A much less contentious term is therefore “delayed trigger with cancel”. That is, the operation in question (a delete, say) appears to have been done in the UI, but in fact has only been scheduled to be done later. The user then has an opportunity to cancel it before it triggers (users of Gmail’s “unsend” feature will be familiar with this).
Once explained, you then need to make sure it isn’t simply implemented as a confirmation with an undo stuck on it. This happens when the operation does not appear to have been done – thereby removing the opportunity for anyone who did the operation by accident to notice and hit undo to save themselves.
Cargo culting
The second problem is our old friend:
“But [insert favourite site/software, usually Apple] does it! It must be good!”
Anyone who says this is revealing that they are either too lazy or too ignorant to think for themselves about the issue. Fortunately, it’s easy to explain why delayed triggering is much better UX, which usually removes the objection.
Ego
In some cases, however, people will say that while they can’t fault the logic of undo, they themselves would prefer a confirmation. This then is the unanswerable territory of faith. It is also a complete lack of empathy for anyone who isn’t themselves. And needless to say, any designer advancing this argument is effectively declaring themselves incompetent.
Punishment
Usually in B2B systems where workers are required to “follow process”: justifying the removal of the ability to correct mistakes is seen as a way of making them train themselves harder to do the job. The logic here (if you can call it that), is the humiliation of sending out 100,000 emails to the wrong list, deleting somebody’s account by mistake, or some other thing that makes the business look incompetent, is seen as somehow better than the business looking competent, saving time or money. Would removing seat belts from cars make people drive better? Perhaps.

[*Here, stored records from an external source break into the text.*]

#[cfg(test)]
mod tests {
    use super::*;

    fn corpus(items: &[&str]) -> Vec<String> {
        items.iter().map(|s| s.to_string()).collect()
    }

    fn seeded(seed: u64) -> StdRng {
        StdRng::seed_from_u64(seed)
    }

    #[test]
    fn construction_derives_sizes_from_corpus() {
        let net = Network::with_rng(
            &corpus(&["ab", "ba"]),
            5,
            vec![4],
            CellType::Gru,
            seeded(1),
        )
        .unwrap();

        assert_eq!(net.params().input_size, 3);
        assert_eq!(net.params().output_size, 3);
        assert_eq!(net.params().max_gen, 2);
        assert_eq!(net.iterations(), 0);
        assert_eq!(net.codec().charset(), &['a', 'b']);
    }

    #[test]
    fn construction_rejects_bad_configuration() {
        assert!(matches!(
            Network::new(&[], 5, vec![4], CellType::Gru),
            Err(Error::Configuration(_))
        ));
        assert!(matches!(
            Network::new(&corpus(&["ab"]), 0, vec![4], CellType::Gru),
            Err(Error::Configuration(_))
        ));
        assert!(matches!(
            Network::new(&corpus(&["ab"]), 5, vec![], CellType::Gru),
            Err(Error::Configuration(_))
        ));
        assert!(matches!(
            Network::new(&corpus(&["ab"]), 5, vec![4, 0], CellType::Gru),
            Err(Error::Configuration(_))
        ));
        assert!(matches!(
            Network::new(&corpus(&[""]), 5, vec![4], CellType::Gru),
            Err(Error::Configuration(_))
        ));
    }

    #[test]
    fn train_increments_iterations_and_stays_finite() {
        let mut net = Network::with_rng(
            &corpus(&["ab", "ba"]),
            5,
            vec![4],
            CellType::Gru,
            seeded(2),
        )
        .unwrap();

        for expected in 1..=10 {
            let (ppl, cost) = net.train(0.01).unwrap();
            assert!(ppl.is_finite() && ppl >= 0.0);
            assert!(cost.is_finite() && cost >= 0.0);
            assert_eq!(net.iterations(), expected);
        }
    }

    #[test]
    fn invalid_step_size_leaves_network_untouched() {
        let mut net = Network::with_rng(
            &corpus(&["ab", "ba"]),
            5,
            vec![4],
            CellType::Gru,
            seeded(3),
        )
        .unwrap();
        net.train(0.01).unwrap();
        let snapshot = serde_json::to_string(&net.persist()).unwrap();

        for bad in [0.0, -1.0, f32::NAN, f32::INFINITY] {
            assert!(matches!(net.train(bad), Err(Error::Configuration(_))));
        }

        assert_eq!(serde_json::to_string(&net.persist()).unwrap(), snapshot);
        assert_eq!(net.iterations(), 1);
    }

    #[test]
    fn single_character_examples_have_finite_perplexity() {
        let mut net =
            Network::with_rng(&corpus(&["a"]), 5, vec![4], CellType::Gru, seeded(4)).unwrap();
        for _ in 0..5 {
            let (ppl, cost) = net.train(0.01).unwrap();
            assert!(ppl.is_finite());
            assert!(cost.is_finite());
        }
    }

    #[test]
    fn cost_walk_performs_length_plus_one_steps() {
        let mut net = Network::with_rng(
            &corpus(&["ab", "ba"]),
            5,
            vec![4],
            CellType::Gru,
            seeded(10),
        )
        .unwrap();

        // The per-step tape footprint is constant, so tape length
        // scales with the L+1 steps of the walk.
        net.cost_walk("a").unwrap();
        let two_steps = net.graph.tape_len();
        net.graph.clear();

        net.cost_walk("ab").unwrap();
        let three_steps = net.graph.tape_len();
        net.graph.clear();

        assert_eq!(two_steps % 2, 0);
        assert_eq!(three_steps, two_steps / 2 * 3);
    }

    #[test]
    fn predict_respects_length_cap_and_charset() {
        let mut net = Network::with_rng(
            &corpus(&["ab", "ba"]),
            5,
            vec![4],
            CellType::Gru,
            seeded(5),
        )
        .unwrap();

        for _ in 0..50 {
            let s = net.predict(1.0).unwrap();
            assert!(s.chars().count() <= 2);
            assert!(s.chars().all(|c| c == 'a' || c == 'b'));
        }
        assert_eq!(net.iterations(), 0);
    }

    #[test]
    fn predict_rejects_bad_temperature() {
        let mut net =
            Network::with_rng(&corpus(&["ab"]), 5, vec![4], CellType::Gru, seeded(6)).unwrap();
        for bad in [0.0, -0.5, f32::NAN, f32::INFINITY] {
            assert!(matches!(net.predict(bad), Err(Error::Configuration(_))));
        }
    }

    #[test]
    fn predict_is_reproducible_with_identical_rng() {
        let build = || {
            Network::with_rng(
                &corpus(&["ab", "ba"]),
                5,
                vec![4],
                CellType::Gru,
                seeded(7),
            )
            .unwrap()
        };
        let mut a = build();
        let mut b = build();
        for _ in 0..10 {
            assert_eq!(a.predict(0.7).unwrap(), b.predict(0.7).unwrap());
        }
    }

    #[test]
    fn lstm_network_trains_and_predicts() {
        let mut net = Network::with_rng(
            &corpus(&["ab", "ba"]),
            5,
            vec![4, 3],
            CellType::Lstm,
            seeded(8),
        )
        .unwrap();
        for _ in 0..10 {
            let (ppl, cost) = net.train(0.01).unwrap();
            assert!(ppl.is_finite() && cost.is_finite());
        }
        let s = net.predict(1.0).unwrap();
        assert!(s.chars().count() <= 2);
    }

    #[test]
    fn weighted_sample_is_proportional() {
        let mut rng = seeded(9);
        let probs = [0.0, 1.0, 0.0];
        for _ in 0..20 {
            assert_eq!(weighted_sample(&probs, &mut rng), 1);
        }

        let probs = [0.5, 0.5];
        let mut counts = [0usize; 2];
        for _ in 0..2000 {
            counts[weighted_sample(&probs, &mut rng)] += 1;
        }
        assert!(counts[0] > 800 && counts[1] > 800);
    }
}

A subtle variation on this idea is that if users can correct mistakes born out of poor adhesion to process, this discourages the diagnosis of the root causes of such mistakes. But in fact, the two ideas are related only in the minds of the deluded.
Other things that fall into this category of mental gymnastics are “the fold”; asterisks on required fields on forms; textural explanations of how to use the UI; jargon terminology and needless interactions in the name of “keeping it simple”.
When I started out in design, I imagined that by now these things would have become the smallpox of UX: mostly consigned to the dustbin of history, perhaps only persisting in benighted corners. Yet despite the efforts of Don Norman, Bruce Tog, Jared Spool and others, the Nick Babich’s of this world have proven me wrong by not only presenting flat-out bad design as desirable, but refusing to discuss the matter.
In this, UX design practice has failed the general public. And I think that’s sad.
Footnote
I see that the “are you sure” anti-pattern was implicated in the famous Hawaii missile launch alarm mistake.